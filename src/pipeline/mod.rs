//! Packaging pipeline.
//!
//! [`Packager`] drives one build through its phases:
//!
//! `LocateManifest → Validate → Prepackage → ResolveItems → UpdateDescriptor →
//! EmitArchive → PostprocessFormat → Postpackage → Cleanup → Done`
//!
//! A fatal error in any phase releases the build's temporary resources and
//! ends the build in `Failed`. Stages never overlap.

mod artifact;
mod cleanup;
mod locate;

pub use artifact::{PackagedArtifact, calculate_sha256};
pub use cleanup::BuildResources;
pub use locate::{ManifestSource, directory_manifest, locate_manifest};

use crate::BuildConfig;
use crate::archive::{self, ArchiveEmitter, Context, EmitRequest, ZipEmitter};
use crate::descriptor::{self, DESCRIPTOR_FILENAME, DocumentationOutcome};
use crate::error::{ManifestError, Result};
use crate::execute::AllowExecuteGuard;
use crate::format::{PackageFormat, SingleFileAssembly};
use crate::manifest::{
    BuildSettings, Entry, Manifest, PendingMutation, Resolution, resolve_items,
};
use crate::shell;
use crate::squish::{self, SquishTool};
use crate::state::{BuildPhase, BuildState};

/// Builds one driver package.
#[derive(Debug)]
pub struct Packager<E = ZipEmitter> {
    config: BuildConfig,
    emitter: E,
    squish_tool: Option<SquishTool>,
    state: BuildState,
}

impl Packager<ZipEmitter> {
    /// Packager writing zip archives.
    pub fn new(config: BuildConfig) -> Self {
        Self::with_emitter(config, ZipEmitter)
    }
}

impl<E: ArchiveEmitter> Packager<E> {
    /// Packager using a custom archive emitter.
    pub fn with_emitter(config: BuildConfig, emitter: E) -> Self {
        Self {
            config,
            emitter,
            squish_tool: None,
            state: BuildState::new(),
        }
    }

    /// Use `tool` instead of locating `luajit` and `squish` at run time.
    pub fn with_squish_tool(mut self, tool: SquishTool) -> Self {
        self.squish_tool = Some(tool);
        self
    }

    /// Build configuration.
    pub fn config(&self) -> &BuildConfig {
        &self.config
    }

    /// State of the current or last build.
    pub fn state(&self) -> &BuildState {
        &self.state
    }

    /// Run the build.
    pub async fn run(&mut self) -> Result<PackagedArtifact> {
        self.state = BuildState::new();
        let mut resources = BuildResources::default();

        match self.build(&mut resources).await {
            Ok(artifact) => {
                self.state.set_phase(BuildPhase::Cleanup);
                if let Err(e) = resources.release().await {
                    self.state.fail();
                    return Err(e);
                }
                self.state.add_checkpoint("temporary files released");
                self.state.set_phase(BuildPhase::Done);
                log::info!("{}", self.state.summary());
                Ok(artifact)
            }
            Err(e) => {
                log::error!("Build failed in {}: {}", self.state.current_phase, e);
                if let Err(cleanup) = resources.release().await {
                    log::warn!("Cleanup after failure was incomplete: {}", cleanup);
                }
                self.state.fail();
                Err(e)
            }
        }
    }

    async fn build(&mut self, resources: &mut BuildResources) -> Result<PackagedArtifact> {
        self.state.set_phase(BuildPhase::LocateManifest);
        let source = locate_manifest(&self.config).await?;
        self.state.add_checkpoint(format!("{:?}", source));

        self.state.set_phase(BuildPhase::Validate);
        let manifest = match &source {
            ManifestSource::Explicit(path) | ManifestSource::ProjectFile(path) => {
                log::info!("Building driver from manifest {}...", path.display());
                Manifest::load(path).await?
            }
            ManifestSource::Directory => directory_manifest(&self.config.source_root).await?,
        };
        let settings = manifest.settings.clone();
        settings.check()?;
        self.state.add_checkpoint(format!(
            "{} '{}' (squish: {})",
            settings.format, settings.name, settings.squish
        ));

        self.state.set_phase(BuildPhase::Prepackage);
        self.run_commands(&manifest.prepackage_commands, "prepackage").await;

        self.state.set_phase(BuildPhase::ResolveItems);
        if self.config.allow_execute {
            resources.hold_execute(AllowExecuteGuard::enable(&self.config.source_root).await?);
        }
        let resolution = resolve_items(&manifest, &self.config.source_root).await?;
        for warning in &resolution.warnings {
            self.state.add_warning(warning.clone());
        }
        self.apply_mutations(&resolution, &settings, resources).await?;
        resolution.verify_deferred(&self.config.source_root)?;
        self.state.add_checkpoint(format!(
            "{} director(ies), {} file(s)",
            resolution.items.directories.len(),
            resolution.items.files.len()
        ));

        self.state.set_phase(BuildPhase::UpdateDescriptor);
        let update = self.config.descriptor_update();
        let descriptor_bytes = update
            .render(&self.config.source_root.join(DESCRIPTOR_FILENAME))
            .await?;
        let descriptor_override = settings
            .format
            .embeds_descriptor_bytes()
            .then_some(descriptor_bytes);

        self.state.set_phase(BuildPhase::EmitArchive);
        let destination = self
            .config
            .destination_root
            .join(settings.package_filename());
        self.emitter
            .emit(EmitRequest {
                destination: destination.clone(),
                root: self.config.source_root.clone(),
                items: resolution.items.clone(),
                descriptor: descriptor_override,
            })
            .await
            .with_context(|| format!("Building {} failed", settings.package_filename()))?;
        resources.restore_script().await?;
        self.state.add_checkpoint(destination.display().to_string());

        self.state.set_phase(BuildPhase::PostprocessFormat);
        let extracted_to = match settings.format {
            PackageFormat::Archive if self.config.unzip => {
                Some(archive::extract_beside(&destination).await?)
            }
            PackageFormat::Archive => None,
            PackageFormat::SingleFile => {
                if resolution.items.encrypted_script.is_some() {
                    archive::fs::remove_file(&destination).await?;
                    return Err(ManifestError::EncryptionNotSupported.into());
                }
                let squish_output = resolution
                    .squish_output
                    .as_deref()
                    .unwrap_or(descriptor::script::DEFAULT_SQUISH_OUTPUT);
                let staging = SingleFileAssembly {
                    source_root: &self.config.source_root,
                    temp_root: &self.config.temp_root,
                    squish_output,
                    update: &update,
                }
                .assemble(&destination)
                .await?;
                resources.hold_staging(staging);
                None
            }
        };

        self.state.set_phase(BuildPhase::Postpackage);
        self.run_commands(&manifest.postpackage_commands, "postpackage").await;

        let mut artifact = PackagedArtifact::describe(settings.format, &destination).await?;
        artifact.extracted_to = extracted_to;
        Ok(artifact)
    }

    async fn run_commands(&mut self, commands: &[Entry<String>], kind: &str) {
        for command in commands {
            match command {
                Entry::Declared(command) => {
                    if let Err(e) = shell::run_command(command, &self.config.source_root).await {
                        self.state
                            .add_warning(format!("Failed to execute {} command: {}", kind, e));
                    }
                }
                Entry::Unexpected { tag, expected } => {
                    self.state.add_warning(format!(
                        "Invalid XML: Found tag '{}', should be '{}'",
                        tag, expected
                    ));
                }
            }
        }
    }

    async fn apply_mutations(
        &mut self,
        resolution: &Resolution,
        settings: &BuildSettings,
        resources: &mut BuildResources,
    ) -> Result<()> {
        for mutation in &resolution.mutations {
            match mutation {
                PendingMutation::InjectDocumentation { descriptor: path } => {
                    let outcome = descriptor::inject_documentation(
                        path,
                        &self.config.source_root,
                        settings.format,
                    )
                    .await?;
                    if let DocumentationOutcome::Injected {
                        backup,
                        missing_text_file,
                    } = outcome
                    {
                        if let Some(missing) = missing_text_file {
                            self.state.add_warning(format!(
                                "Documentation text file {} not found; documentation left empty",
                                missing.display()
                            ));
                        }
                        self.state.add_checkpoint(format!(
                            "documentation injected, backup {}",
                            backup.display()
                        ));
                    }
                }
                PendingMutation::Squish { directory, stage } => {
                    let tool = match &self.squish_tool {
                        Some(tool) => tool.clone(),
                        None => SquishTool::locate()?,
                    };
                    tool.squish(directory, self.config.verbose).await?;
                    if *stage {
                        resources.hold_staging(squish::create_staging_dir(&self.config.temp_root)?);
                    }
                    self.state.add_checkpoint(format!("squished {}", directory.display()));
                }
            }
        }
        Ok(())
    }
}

┄┄┄┄┄┄┄┄┄┄┄┄┄┄┄┄┄┄┄┄

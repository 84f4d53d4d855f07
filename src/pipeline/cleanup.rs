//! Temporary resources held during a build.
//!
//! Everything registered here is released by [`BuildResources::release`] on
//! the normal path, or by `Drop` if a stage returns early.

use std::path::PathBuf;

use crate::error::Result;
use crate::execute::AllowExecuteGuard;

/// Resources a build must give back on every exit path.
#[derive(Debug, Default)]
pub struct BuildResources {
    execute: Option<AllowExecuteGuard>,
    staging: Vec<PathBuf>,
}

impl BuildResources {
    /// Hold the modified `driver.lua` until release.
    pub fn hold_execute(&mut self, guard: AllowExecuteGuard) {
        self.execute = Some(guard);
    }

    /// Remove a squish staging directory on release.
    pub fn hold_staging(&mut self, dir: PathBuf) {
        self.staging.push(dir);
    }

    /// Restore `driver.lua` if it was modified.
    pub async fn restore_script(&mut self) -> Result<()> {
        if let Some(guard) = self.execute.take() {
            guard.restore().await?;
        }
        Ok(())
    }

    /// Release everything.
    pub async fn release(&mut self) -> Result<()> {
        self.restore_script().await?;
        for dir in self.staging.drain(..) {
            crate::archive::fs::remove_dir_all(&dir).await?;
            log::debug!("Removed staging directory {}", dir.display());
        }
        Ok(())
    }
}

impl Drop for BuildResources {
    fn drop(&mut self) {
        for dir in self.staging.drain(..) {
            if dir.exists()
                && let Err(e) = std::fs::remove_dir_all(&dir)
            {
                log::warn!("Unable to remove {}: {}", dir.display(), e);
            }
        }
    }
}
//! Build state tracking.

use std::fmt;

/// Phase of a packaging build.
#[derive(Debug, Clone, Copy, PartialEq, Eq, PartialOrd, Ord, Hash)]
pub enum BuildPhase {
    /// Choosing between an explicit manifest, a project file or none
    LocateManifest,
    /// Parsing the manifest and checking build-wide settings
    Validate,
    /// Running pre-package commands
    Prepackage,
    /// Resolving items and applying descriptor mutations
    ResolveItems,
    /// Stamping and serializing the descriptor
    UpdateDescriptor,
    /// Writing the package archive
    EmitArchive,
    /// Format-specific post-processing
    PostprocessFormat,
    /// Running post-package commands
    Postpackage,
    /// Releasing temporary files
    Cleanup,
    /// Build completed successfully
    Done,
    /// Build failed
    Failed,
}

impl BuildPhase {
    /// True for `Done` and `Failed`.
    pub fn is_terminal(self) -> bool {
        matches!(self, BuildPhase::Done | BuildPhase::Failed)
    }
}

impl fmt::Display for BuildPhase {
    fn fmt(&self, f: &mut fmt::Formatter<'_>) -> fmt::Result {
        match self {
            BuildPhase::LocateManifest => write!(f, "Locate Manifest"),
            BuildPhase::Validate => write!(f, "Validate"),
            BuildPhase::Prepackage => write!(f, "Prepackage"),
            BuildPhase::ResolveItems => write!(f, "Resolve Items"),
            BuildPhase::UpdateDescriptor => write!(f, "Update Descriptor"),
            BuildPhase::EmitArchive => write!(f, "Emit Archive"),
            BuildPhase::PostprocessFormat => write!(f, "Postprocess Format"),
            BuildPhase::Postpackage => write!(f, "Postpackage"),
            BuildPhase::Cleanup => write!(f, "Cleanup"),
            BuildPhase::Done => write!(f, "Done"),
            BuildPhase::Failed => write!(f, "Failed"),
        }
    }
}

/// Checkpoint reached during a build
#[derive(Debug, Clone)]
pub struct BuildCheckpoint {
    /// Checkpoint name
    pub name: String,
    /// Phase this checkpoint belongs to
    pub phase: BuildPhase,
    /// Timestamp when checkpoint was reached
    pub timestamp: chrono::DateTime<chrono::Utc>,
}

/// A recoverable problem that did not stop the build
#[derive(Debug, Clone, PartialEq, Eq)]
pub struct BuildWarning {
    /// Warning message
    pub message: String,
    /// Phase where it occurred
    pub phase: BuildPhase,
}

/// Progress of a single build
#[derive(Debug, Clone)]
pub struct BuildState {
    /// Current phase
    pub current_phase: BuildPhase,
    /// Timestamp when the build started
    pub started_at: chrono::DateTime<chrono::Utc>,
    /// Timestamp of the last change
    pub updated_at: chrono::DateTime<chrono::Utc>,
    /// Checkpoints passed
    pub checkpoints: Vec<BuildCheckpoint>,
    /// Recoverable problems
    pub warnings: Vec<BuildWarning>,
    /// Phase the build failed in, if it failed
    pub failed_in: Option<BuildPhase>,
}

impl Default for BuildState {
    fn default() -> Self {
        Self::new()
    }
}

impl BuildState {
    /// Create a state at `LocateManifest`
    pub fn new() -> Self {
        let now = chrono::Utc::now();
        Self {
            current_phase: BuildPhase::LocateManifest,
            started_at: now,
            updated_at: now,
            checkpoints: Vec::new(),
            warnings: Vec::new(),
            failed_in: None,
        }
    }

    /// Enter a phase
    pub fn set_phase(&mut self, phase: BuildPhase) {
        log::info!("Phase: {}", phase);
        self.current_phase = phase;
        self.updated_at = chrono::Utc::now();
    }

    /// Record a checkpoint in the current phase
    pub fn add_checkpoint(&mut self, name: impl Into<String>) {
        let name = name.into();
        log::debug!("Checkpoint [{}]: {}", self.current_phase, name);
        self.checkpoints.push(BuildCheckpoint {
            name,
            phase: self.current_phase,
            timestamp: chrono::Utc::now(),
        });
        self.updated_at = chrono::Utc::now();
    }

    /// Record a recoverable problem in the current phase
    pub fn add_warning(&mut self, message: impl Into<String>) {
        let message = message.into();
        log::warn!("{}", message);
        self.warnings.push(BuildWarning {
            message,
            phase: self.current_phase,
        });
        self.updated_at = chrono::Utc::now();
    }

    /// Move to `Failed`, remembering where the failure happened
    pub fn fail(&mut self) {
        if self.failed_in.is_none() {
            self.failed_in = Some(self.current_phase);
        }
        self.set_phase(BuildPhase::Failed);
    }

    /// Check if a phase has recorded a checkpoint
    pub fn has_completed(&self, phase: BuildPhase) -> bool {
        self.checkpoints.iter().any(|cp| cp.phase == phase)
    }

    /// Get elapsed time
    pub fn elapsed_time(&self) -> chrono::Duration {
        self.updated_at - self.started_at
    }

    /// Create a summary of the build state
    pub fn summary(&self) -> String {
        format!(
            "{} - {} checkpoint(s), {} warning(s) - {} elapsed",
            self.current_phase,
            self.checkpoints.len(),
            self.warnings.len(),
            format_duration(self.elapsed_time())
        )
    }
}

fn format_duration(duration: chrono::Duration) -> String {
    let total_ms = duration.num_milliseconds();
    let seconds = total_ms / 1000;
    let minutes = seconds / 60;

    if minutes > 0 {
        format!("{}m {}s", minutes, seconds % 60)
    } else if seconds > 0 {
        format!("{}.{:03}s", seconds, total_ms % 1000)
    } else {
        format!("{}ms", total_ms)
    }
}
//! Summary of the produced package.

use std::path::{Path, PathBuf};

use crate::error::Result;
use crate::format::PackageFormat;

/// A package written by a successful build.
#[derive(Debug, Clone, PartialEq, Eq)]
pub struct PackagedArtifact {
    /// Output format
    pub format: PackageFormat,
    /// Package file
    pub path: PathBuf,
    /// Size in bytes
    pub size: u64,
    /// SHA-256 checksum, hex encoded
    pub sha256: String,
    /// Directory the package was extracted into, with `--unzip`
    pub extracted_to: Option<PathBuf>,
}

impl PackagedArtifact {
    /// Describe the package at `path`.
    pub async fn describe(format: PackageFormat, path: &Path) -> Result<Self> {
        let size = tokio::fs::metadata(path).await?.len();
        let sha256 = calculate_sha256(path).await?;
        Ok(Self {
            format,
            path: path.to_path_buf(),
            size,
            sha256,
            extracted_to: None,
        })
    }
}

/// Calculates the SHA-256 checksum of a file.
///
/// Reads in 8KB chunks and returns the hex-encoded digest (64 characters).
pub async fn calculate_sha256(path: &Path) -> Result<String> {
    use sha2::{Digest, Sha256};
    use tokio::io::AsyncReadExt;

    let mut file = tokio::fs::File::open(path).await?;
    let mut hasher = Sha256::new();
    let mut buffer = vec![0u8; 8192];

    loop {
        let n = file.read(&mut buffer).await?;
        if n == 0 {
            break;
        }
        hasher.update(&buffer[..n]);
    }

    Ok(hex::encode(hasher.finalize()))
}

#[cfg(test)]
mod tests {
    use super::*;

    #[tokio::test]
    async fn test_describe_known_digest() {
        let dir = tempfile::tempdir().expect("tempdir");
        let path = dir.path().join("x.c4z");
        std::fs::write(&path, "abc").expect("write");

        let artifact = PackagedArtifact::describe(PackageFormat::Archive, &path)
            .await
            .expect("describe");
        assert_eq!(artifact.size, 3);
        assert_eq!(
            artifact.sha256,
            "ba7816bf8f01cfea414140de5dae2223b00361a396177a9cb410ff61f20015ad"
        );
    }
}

┄┄┄┄┄┄┄┄┄┄┄┄┄┄┄┄┄┄┄┄

__PROBLEM STATEMENT__: Every line of the material that holds the word "kind" must be found and copied.

__WRITTEN ANSWER__:
    async fn run_commands(&mut self, commands: &[Entry<String>], kind: &str) {
                            .add_warning(format!("Failed to execute {} command: {}", kind, e));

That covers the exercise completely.